Sample size was calculated to detect a difference of 0.3% (SD of 0.1%) in Fe’ISO between group TR-BU and group TR or group BU, with a power of 0.85 and an alpha (α) of 0.05; the analysis returned a minimum sample size of eight cats per group. Normally distributed data were expressed as a mean ± SD, otherwise a median (interquartile range) was used. Differences between groups for age, weight, dose of propofol used, body temperature at arrival in the theatre and at the end of anaesthesia, sedation and recovery score, time from discontinuation of isoflurane to extubation and to sternal recumbency were analysed with an analysis of covariance linear model with protocol as fixed effects, and weight as a covariate, or with a Kruskal–Wallis non-parametric analysis of variance, as appropriate. A repeated linear mixed model was used to analyse Fe’ISO, HR, DoBP, RR and Pe’CO₂ over the four surgical time periods. Treatment, time and their interaction were inserted as fixed effects and the animals as random effects; Bonferroni post-hoc pairwise comparison test between least squares means was used if statistical differences were present. Analyses were performed with a statistical package (SAS V.9.1; SAS Institute), and P <0.05 was considered statistically significant.

Results

Groups were similar for age and body weight (Table 2). Anaesthesia and the postoperative period were uneventful, and all cats completed the study. Thirty minutes after premedication, sedation was poor and the cats were calm but alert (Table 2). The dose of propofol for anaesthesia induction was not statistically different between groups and ranged between 4.2 and 6.5 mg/kg (Table 2). Recovery score was not influenced by the protocol used and was scored ‘good’ or ‘perfect’ in all of the cats. The anaesthesia time was not statistically different among treatment groups and ranged from 40–80 mins. Cats in group TR-BU were extubated earlier after isoflurane discontinuation compared with those in group TR and group BU (P = 0.013). No difference in time to regain spontaneously sternal recumbency after extubation was observed among groups. The oesophageal temperature measured at arrival in the theatre was higher in group TR-BU compared with the other two groups (P = 0.001), but the temperature at recovery was not statistically significantly different among groups (P = 0.075). None of the above parameters were influenced by the weight of the cats.

Table 2

Results of analysis of covariance or Kruskal-Wallis non-parametric analysis of variance of the effects of tramadol (TR), buprenorphine (BU) and tramadol + buprenorphine (TR-BU) mixture

	Group TR	Group BU	Group TR-BU	Treatment		Weight
				K or F stat	P	F stat	P
Age (months)	10 (7–13)	7 (6–8)	12 (7–30)	4.69	0.096	–	–
Weight (kg)	2.9 ± 0.7	2.9 ± 0.3	3.0 ± 0.5	0.28	0.761	–	–
Propofol (mg/kg)	5.0 ± 0.8	5.7 ± 0.6	5.6 ± 0.8	2.71	0.084	–	–
Sedation score	0 (0–0)	0 (0–0)	0 (0–1)	5.33	0.070	–	–
Recovery score	2 (2–2)	2 (2–3)	3 (2–3)	5.18	0.075	–	–
Anaesthesia time (mins)	54 ± 9	57 ± 14	56 ± 7	0.09	0.917	0.08	0.786
Extubation time (s)	150 (80–180)	180 (90–240)	41 (21–103)*	8.76	0.013	–	–
Time to sternal recumbency (s)	395 (120–420)	210 (195–280)	193 (120–228)	5.28	0.071	–	–
Temperature at induction of anaethesisa (°C)	36.6 ± 0.6	37.0 ± 0.1	37.6 ± 0.4*	10.20	0.001	2.70	0.119
Temperature at recovery (°C)	36.2 ± 1.0	36.4 ± 0.4	37.1 ± 0.6	3.02	0.075	0.70	0.413

Results are given as mean ± SD or as median (interquartile range)

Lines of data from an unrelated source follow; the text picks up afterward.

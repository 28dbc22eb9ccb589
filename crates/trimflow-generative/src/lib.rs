// SPDX-FileCopyrightText: 2026 Trimflow Contributors
// SPDX-License-Identifier: MIT OR Apache-2.0

//! Generative-text fallback adapter for Trimflow.

pub mod client;

pub use client::{CircuitState, GenerativeClient};
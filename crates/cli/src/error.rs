//! CLI error types.

use std::fmt;

use error_stack::Report;
use verify_sdk_common::VerifyError;

#[derive(Debug)]
pub enum CliError {
    /// Configuration file or settings error
    Config(String),
    /// The remote service refused to issue a token
    Rejected(String),
    /// Transport, signature or decode failure
    Verify(String),
    /// IO error
    Io(std::io::Error),
    /// JSON rendering error
    Json(String),
}

impl fmt::Display for CliError {
    fn fmt(&self, f: &mut fmt::Formatter<'_>) -> fmt::Result {
        match self {
            CliError::Config(msg) => write!(f, "Configuration error: {}", msg),
            CliError::Rejected(msg) => write!(f, "Token rejected: {}", msg),
            CliError::Verify(msg) => write!(f, "Verify error: {}", msg),
            CliError::Io(err) => write!(f, "IO error: {}", err),
            CliError::Json(msg) => write!(f, "JSON error: {}", msg),
        }
    }
}

impl std::error::Error for CliError {
    fn source(&self) -> Option<&(dyn std::error::Error + 'static)> {
        match self {
            CliError::Io(err) => Some(err),
            _ => None,
        }
    }
}

impl From<std::io::Error> for CliError {
    fn from(err: std::io::Error) -> Self {
        CliError::Io(err)
    }
}

impl From<serde_json::Error> for CliError {
    fn from(err: serde_json::Error) -> Self {
        CliError::Json(err.to_string())
    }
}

impl From<Report<VerifyError>> for CliError {
    fn from(report: Report<VerifyError>) -> Self {
        match report.current_context() {
            VerifyError::Configuration { message } => CliError::Config(message.clone()),
            VerifyError::RemoteRejection { message, .. } => CliError::Rejected(message.clone()),
            _ => CliError::Verify(format!("{report:#}")),
        }
    }
}
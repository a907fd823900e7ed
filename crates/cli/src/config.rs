//! Settings loading for the CLI.
//!
//! Configuration comes from a TOML file, or the embedded defaults when no file
//! is given, merged with environment variables prefixed with `VERIFY_SDK__`.
//! For example `VERIFY_SDK__CREDENTIALS__SHARED_SECRET` overrides
//! `credentials.shared_secret`.

use std::fs;
use std::path::Path;

use verify_sdk_common::settings::Settings;

use crate::error::CliError;

pub(crate) fn load_settings(file: Option<&Path>, verbose: bool) -> Result<Settings, CliError> {
    let settings = match file {
        Some(path) => {
            let content = fs::read_to_string(path)?;
            if verbose {
                println!("Loading config from: {}", path.display());
            }
            Settings::from_toml(&content)?
        }
        None => {
            if verbose {
                println!("Loading embedded default config");
            }
            Settings::new()?
        }
    };

    if verbose {
        println!("Environment variables with VERIFY_SDK__ prefix were merged");
        println!("Token endpoint: {}", settings.endpoints.token_url);
        println!("Search endpoint: {}", settings.endpoints.search_url);
    }

    Ok(settings)
}

#[cfg(test)]
mod tests {
    use super::*;
    use std::io::Write;
    use std::path::PathBuf;
    use tempfile::TempDir;

    fn create_test_config(dir: &TempDir) -> PathBuf {
        let config_path = dir.path().join("verify-sdk.toml");
        let mut file = fs::File::create(&config_path).unwrap();
        write!(
            file,
            r#"
[credentials]
app_id = "aa6215a6-2c00-4625-85e9-6426bb377027"
shared_secret = "f3ac8cc9b1ddde5"

[endpoints]
token_url = "https://verify.test/sdk/token/json"
search_url = "https://verify.test/sdk/verify/search/json"
"#
        )
        .unwrap();
        config_path
    }

    #[test]
    fn test_load_valid_config() {
        let dir = TempDir::new().unwrap();
        let config_path = create_test_config(&dir);

        let settings = load_settings(Some(&config_path), false).unwrap();
        assert_eq!(
            settings.endpoints.search_url,
            "https://verify.test/sdk/verify/search/json"
        );
        assert!(settings.to_client().is_ok());
    }

    #[test]
    fn test_load_invalid_toml() {
        let dir = TempDir::new().unwrap();
        let config_path = dir.path().join("invalid.toml");
        fs::write(&config_path, "invalid { toml").unwrap();

        let result = load_settings(Some(&config_path), false);
        assert!(matches!(result, Err(CliError::Config(_))));
    }

    #[test]
    fn test_load_nonexistent_file() {
        let dir = TempDir::new().unwrap();
        let config_path = dir.path().join("nonexistent.toml");

        let result = load_settings(Some(&config_path), false);
        assert!(matches!(result, Err(CliError::Io(_))));
    }

    #[test]
    fn test_load_verbose() {
        let dir = TempDir::new().unwrap();
        let config_path = create_test_config(&dir);

        assert!(load_settings(Some(&config_path), true).is_ok());
    }
}
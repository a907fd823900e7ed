//! Request signing utilities for the Verify SDK protocol.
//!
//! Outgoing requests carry an MD5 signature over their canonicalised
//! parameters salted with the shared secret. Incoming responses carry a
//! signature header computed over the raw body and the same secret.

pub mod identity;
pub mod request;
pub mod signing;

pub use identity::*;
pub use request::*;
pub use signing::*;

Statistical difference between group TR-BU vs group TR and group BU

Group TR = cats received acepromazine and tramadol; group BU = cats received acepromazine and buprenorphine; group TR-BU = cats received acepromazine, tramadol and buprenorphine

Treatment, time and their interaction affected the amount of isoflurane delivered during surgical time points. Among the groups, Fe’ISO at T_incision and T_suture did not differ statistically (Figure 1), whereas cats in groups TR required a higher Fe’ISO at traction of both ovarian pedicles than those in group TR-BU (P <0.001). In group TR and group BU, Fe’ISO was statistically lower at T_incision than at the time of both ovarian pedicle traction or skin suture.

Figure 1

End-tidal fraction of isoflurane (Fe’ISO) at the time of skin incision (T_incision), traction of right and left ovarian pedicle (T_pdx and T_psx, respectively) and suture of the skin (T_suture) in cats premedicated with tramadol (TR), burprenorphine (BU) or tramadol + buprenorphine (TR-BU) undergoing elective ovariectomy. Data are expressed as mean ± SD. *Statistical difference between group TR vs group TR-BU at the same time point. †Statistical difference vs T_incision

Table 3 shows intraoperative variables over the surgical time points. Regardless of the treatment, HR measured at T_incision was statistically lower than that at T_pdx, T_psx and T_suture (P <0.001), but no differences among treatments were observed at each surgical point. At skin incision HR was <20% of basal recording despite decreasing Fe’ISO to 0.6% in 6/10, 5/10 and 6/10 cats in group TR, group BU and group TR-BU, respectively. There was a statistically significant effect of treatment (P <0.001), time (P = 0.005) and their interaction (P = 0.016) on Doppler arterial blood pressure. Arterial blood pressure measured at the skin incision in all groups was lower than at T_pdx and T_psx, whereas at skin suture DoBP was statistically higher compared with that recorded at the skin incision only in group TR-BU. At both ovarian ligaments traction, a statistically lower arterial blood pressure was measured in group TR compared with the other groups. Three cats in group TR and three in group BU had a DoBP value <80 mmHg at the skin incision that increased within 10 mins and did not require treatment.

Table 3

Intraoperative variables expressed as mean ± SD at skin incision (T_incision), traction of the right and left ovarian pedicle (T_pdx and T_psx, respectively) and at the suture of the skin (T_suture)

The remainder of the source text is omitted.